[Task description] Scan the records below. List lines holding "println".

[Material supplied]
.....
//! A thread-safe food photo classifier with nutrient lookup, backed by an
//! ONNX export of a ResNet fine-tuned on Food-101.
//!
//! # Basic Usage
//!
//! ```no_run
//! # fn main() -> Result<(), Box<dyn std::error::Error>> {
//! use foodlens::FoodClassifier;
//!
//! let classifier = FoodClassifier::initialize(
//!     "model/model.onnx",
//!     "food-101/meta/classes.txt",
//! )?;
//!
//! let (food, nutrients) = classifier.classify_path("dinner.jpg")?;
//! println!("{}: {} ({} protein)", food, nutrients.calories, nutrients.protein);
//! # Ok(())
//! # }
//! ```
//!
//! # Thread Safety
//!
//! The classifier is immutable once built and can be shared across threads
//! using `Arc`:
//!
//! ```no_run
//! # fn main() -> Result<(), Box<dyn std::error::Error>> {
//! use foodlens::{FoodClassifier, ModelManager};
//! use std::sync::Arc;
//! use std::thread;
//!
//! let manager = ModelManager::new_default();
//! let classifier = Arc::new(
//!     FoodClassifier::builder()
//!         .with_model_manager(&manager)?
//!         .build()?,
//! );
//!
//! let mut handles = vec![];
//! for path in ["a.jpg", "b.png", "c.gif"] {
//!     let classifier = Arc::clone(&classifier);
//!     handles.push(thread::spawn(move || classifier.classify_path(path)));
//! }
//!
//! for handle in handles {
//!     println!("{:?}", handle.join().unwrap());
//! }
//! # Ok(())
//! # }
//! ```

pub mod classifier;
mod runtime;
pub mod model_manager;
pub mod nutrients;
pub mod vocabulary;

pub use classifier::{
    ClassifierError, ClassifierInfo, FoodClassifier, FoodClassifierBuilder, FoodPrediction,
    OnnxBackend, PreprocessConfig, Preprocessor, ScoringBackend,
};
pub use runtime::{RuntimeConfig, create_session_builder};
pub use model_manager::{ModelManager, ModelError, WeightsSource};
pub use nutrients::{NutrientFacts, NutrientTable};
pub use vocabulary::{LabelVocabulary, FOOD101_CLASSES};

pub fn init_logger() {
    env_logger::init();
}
.....
[Your solution]
//! println!("{}: {} ({} protein)", food, nutrients.calories, nutrients.protein);
//!     println!("{:?}", handle.join().unwrap());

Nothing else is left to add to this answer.